HOW TO COMPLETE THIS TASK: Read through the material below and find each line that has the word "struct"; copy it.

RECORDS SHOWN:
== == ==

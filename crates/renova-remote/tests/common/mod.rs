//! In-process stand-in for the hosted backend
//!
//! Serves the subset of the PostgREST, storage and GoTrue APIs the client
//! uses, keeping every table in memory.

#![allow(dead_code, clippy::unwrap_used, clippy::expect_used)]

use std::cmp::Ordering;
use std::collections::HashMap;
use std::net::SocketAddr;
use std::sync::atomic::{AtomicBool, AtomicI64};
use std::sync::{Arc, Mutex};

use axum::body::Bytes;
use axum::extract::{Path, Query, State};
use axum::http::{header, HeaderMap, StatusCode};
use axum::response::{IntoResponse, Response};
use axum::routing::{get, post};
use axum::{Json, Router};
use renova_remote::{RemoteConfig, RemoteStore};
use serde_json::{json, Map, Value};

pub const ANON_KEY: &str = "test-anon-key";

#[derive(Default)]
pub struct FakeBackend {
    tables: Mutex<HashMap<String, Vec<Value>>>,
    objects: Mutex<HashMap<String, (String, Vec<u8>)>>,
    accounts: Mutex<HashMap<String, (String, String)>>,
    request_ids: Mutex<Vec<String>>,
    next_id: AtomicI64,
    outage: AtomicBool,
}

impl FakeBackend {
    pub fn rows(&self, table: &str) -> Vec<Value> {
        self.tables
            .lock()
            .unwrap()
            .get(table)
            .cloned()
            .unwrap_or_default()
    }

    pub fn seed_rows(&self, table: &str, rows: Vec<Value>) {
        let mut tables = self.tables.lock().unwrap();
        let entry = tables.entry(table.to_string()).or_default();
        for mut row in rows {
            assign_defaults(&mut row, &self.next_id);
            entry.push(row);
        }
    }

    pub fn set_outage(&self, down: bool) {
        self.outage.store(down, std::sync::atomic::Ordering::SeqCst);
    }

    pub fn request_ids(&self) -> Vec<String> {
        self.request_ids.lock().unwrap().clone()
    }

    fn is_down(&self) -> bool {
        self.outage.load(std::sync::atomic::Ordering::SeqCst)
    }

    fn record(&self, headers: &HeaderMap) {
        if let Some(id) = headers.get("x-request-id").and_then(|v| v.to_str().ok()) {
            self.request_ids.lock().unwrap().push(id.to_string());
        }
    }
}

pub struct FakeServer {
    pub addr: SocketAddr,
    pub backend: Arc<FakeBackend>,
}

impl FakeServer {
    pub fn url(&self) -> String {
        format!("http://{}", self.addr)
    }

    pub fn config(&self) -> RemoteConfig {
        RemoteConfig::new(self.url(), ANON_KEY).with_timeout_secs(5)
    }

    pub fn store(&self) -> RemoteStore {
        RemoteStore::connect(&self.config()).unwrap()
    }
}

pub async fn spawn() -> FakeServer {
    let backend = Arc::new(FakeBackend::default());
    let app = Router::new()
        .route(
            "/rest/v1/:table",
            get(list_rows)
                .post(insert_rows)
                .patch(update_rows)
                .delete(delete_rows),
        )
        .route(
            "/storage/v1/object/:bucket/*path",
            get(read_object).post(write_object),
        )
        .route("/auth/v1/signup", post(sign_up))
        .route("/auth/v1/token", post(token))
        .route("/auth/v1/user", get(current_user))
        .route("/auth/v1/logout", post(logout))
        .with_state(backend.clone());

    let listener = tokio::net::TcpListener::bind("127.0.0.1:0").await.unwrap();
    let addr = listener.local_addr().unwrap();
    tokio::spawn(async move {
        axum::serve(listener, app).await.unwrap();
    });

    FakeServer { addr, backend }
}

/// Address nothing listens on
pub async fn closed_address() -> SocketAddr {
    let listener = tokio::net::TcpListener::bind("127.0.0.1:0").await.unwrap();
    listener.local_addr().unwrap()
}

fn text(value: &Value) -> String {
    match value {
        Value::String(s) => s.clone(),
        other => other.to_string(),
    }
}

fn compare(a: &Value, b: &Value) -> Ordering {
    match (a.as_i64(), b.as_i64()) {
        (Some(x), Some(y)) => x.cmp(&y),
        _ => text(a).cmp(&text(b)),
    }
}

fn matches_filters(row: &Value, params: &HashMap<String, String>) -> bool {
    params.iter().all(|(key, filter)| {
        if matches!(key.as_str(), "select" | "order" | "limit") {
            return true;
        }
        let actual = row.get(key).map(text).unwrap_or_default();
        if let Some(expected) = filter.strip_prefix("eq.") {
            actual == expected
        } else if let Some(expected) = filter.strip_prefix("ilike.") {
            actual.to_lowercase() == expected.to_lowercase()
        } else {
            false
        }
    })
}

fn assign_defaults(row: &mut Value, next_id: &AtomicI64) {
    if let Some(obj) = row.as_object_mut() {
        if !obj.contains_key("id") {
            let id = next_id.fetch_add(1, std::sync::atomic::Ordering::SeqCst) + 1;
            obj.insert("id".to_string(), json!(id));
        }
        obj.entry("created_at")
            .or_insert_with(|| json!(chrono::Utc::now().to_rfc3339()));
    }
}

fn authorised(headers: &HeaderMap) -> bool {
    headers.get("apikey").and_then(|v| v.to_str().ok()) == Some(ANON_KEY)
        && headers.contains_key(header::AUTHORIZATION)
}

fn unauthorised() -> Response {
    (
        StatusCode::UNAUTHORIZED,
        Json(json!({"message": "Invalid API key"})),
    )
        .into_response()
}

fn unavailable() -> Response {
    (
        StatusCode::SERVICE_UNAVAILABLE,
        Json(json!({"message": "upstream connect error"})),
    )
        .into_response()
}

async fn list_rows(
    State(state): State<Arc<FakeBackend>>,
    Path(table): Path<String>,
    Query(params): Query<HashMap<String, String>>,
    headers: HeaderMap,
) -> Response {
    state.record(&headers);
    if !authorised(&headers) {
        return unauthorised();
    }
    if state.is_down() {
        return unavailable();
    }

    let mut rows: Vec<Value> = state
        .rows(&table)
        .into_iter()
        .filter(|row| matches_filters(row, &params))
        .collect();

    if let Some(order) = params.get("order") {
        let (column, direction) = order.split_once('.').unwrap_or((order.as_str(), "asc"));
        rows.sort_by(|a, b| {
            let ord = compare(&a[column], &b[column]);
            if direction == "desc" {
                ord.reverse()
            } else {
                ord
            }
        });
    }
    if let Some(limit) = params.get("limit").and_then(|l| l.parse::<usize>().ok()) {
        rows.truncate(limit);
    }

    Json(Value::Array(rows)).into_response()
}

async fn insert_rows(
    State(state): State<Arc<FakeBackend>>,
    Path(table): Path<String>,
    headers: HeaderMap,
    Json(body): Json<Value>,
) -> Response {
    state.record(&headers);
    if !authorised(&headers) {
        return unauthorised();
    }
    if state.is_down() {
        return unavailable();
    }

    let merge = headers
        .get("prefer")
        .and_then(|v| v.to_str().ok())
        .map(|v| v.contains("resolution=merge-duplicates"))
        .unwrap_or(false);
    let incoming = match body {
        Value::Array(rows) => rows,
        row => vec![row],
    };

    let mut tables = state.tables.lock().unwrap();
    let stored = tables.entry(table.clone()).or_default();
    let mut written = Vec::new();

    for mut row in incoming {
        if table == "users" {
            let email = row.get("email").map(text).unwrap_or_default().to_lowercase();
            if stored
                .iter()
                .any(|existing| existing.get("email").map(text).unwrap_or_default().to_lowercase() == email)
            {
                return (
                    StatusCode::CONFLICT,
                    Json(json!({"code": "23505", "message": "duplicate key value violates unique constraint"})),
                )
                    .into_response();
            }
        }

        let existing = row
            .get("id")
            .map(text)
            .and_then(|id| stored.iter().position(|r| r.get("id").map(text) == Some(id.clone())));
        match existing {
            Some(index) if merge => {
                stored[index] = row.clone();
                written.push(row);
            }
            _ => {
                assign_defaults(&mut row, &state.next_id);
                stored.push(row.clone());
                written.push(row);
            }
        }
    }

    (StatusCode::CREATED, Json(Value::Array(written))).into_response()
}

async fn update_rows(
    State(state): State<Arc<FakeBackend>>,
    Path(table): Path<String>,
    Query(params): Query<HashMap<String, String>>,
    headers: HeaderMap,
    Json(patch): Json<Map<String, Value>>,
) -> Response {
    state.record(&headers);
    if !authorised(&headers) {
        return unauthorised();
    }

    let mut tables = state.tables.lock().unwrap();
    let stored = tables.entry(table).or_default();
    let mut updated = Vec::new();
    for row in stored.iter_mut().filter(|row| matches_filters(row, &params)) {
        if let Some(obj) = row.as_object_mut() {
            for (key, value) in &patch {
                obj.insert(key.clone(), value.clone());
            }
        }
        updated.push(row.clone());
    }

    Json(Value::Array(updated)).into_response()
}

async fn delete_rows(
    State(state): State<Arc<FakeBackend>>,
    Path(table): Path<String>,
    Query(params): Query<HashMap<String, String>>,
    headers: HeaderMap,
) -> Response {
    state.record(&headers);
    if !authorised(&headers) {
        return unauthorised();
    }

    let mut tables = state.tables.lock().unwrap();
    if let Some(stored) = tables.get_mut(&table) {
        stored.retain(|row| !matches_filters(row, &params));
    }
    StatusCode::NO_CONTENT.into_response()
}

async fn write_object(
    State(state): State<Arc<FakeBackend>>,
    Path((bucket, path)): Path<(String, String)>,
    headers: HeaderMap,
    body: Bytes,
) -> Response {
    if !authorised(&headers) {
        return unauthorised();
    }
    let content_type = headers
        .get(header::CONTENT_TYPE)
        .and_then(|v| v.to_str().ok())
        .unwrap_or("application/octet-stream")
        .to_string();
    let key = format!("{}/{}", bucket, path);
    state
        .objects
        .lock()
        .unwrap()
        .insert(key.clone(), (content_type, body.to_vec()));
    Json(json!({"Key": key})).into_response()
}

/// Only the `public/<bucket>/<path>` form is served
async fn read_object(
    State(state): State<Arc<FakeBackend>>,
    Path((prefix, path)): Path<(String, String)>,
) -> Response {
    if prefix != "public" {
        return StatusCode::NOT_FOUND.into_response();
    }
    match state.objects.lock().unwrap().get(&path) {
        Some((content_type, bytes)) => (
            [(header::CONTENT_TYPE, content_type.clone())],
            bytes.clone(),
        )
            .into_response(),
        None => StatusCode::NOT_FOUND.into_response(),
    }
}

fn session_for(email: &str, name: &str) -> Value {
    json!({
        "access_token": format!("token-{}", email),
        "token_type": "bearer",
        "expires_in": 3600,
        "user": {"id": email, "email": email, "user_metadata": {"name": name}},
    })
}

async fn sign_up(State(state): State<Arc<FakeBackend>>, Json(body): Json<Value>) -> Response {
    let email = text(&body["email"]);
    let password = text(&body["password"]);
    let name = text(&body["data"]["name"]);
    let mut accounts = state.accounts.lock().unwrap();
    if accounts.contains_key(&email) {
        return (
            StatusCode::UNPROCESSABLE_ENTITY,
            Json(json!({"code": 422, "msg": "User already registered"})),
        )
            .into_response();
    }
    accounts.insert(email.clone(), (password, name.clone()));
    Json(session_for(&email, &name)).into_response()
}

async fn token(State(state): State<Arc<FakeBackend>>, Json(body): Json<Value>) -> Response {
    let email = text(&body["email"]);
    let password = text(&body["password"]);
    match state.accounts.lock().unwrap().get(&email) {
        Some((stored, name)) if *stored == password => Json(session_for(&email, name)).into_response(),
        _ => (
            StatusCode::BAD_REQUEST,
            Json(json!({"error": "invalid_grant", "error_description": "Invalid login credentials"})),
        )
            .into_response(),
    }
}

async fn current_user(State(state): State<Arc<FakeBackend>>, headers: HeaderMap) -> Response {
    let email = headers
        .get(header::AUTHORIZATION)
        .and_then(|v| v.to_str().ok())
        .and_then(|v| v.strip_prefix("Bearer token-"))
        .map(str::to_string);
    let accounts = state.accounts.lock().unwrap();
    match email.and_then(|email| accounts.get(&email).map(|(_, name)| (email.clone(), name.clone()))) {
        Some((email, name)) => {
            Json(json!({"id": email, "email": email, "user_metadata": {"name": name}})).into_response()
        }
        None => unauthorised(),
    }
}

async fn logout() -> Response {
    StatusCode::NO_CONTENT.into_response()
}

== == ==

ANSWER SPACE:
pub struct FakeBackend {
pub struct FakeServer {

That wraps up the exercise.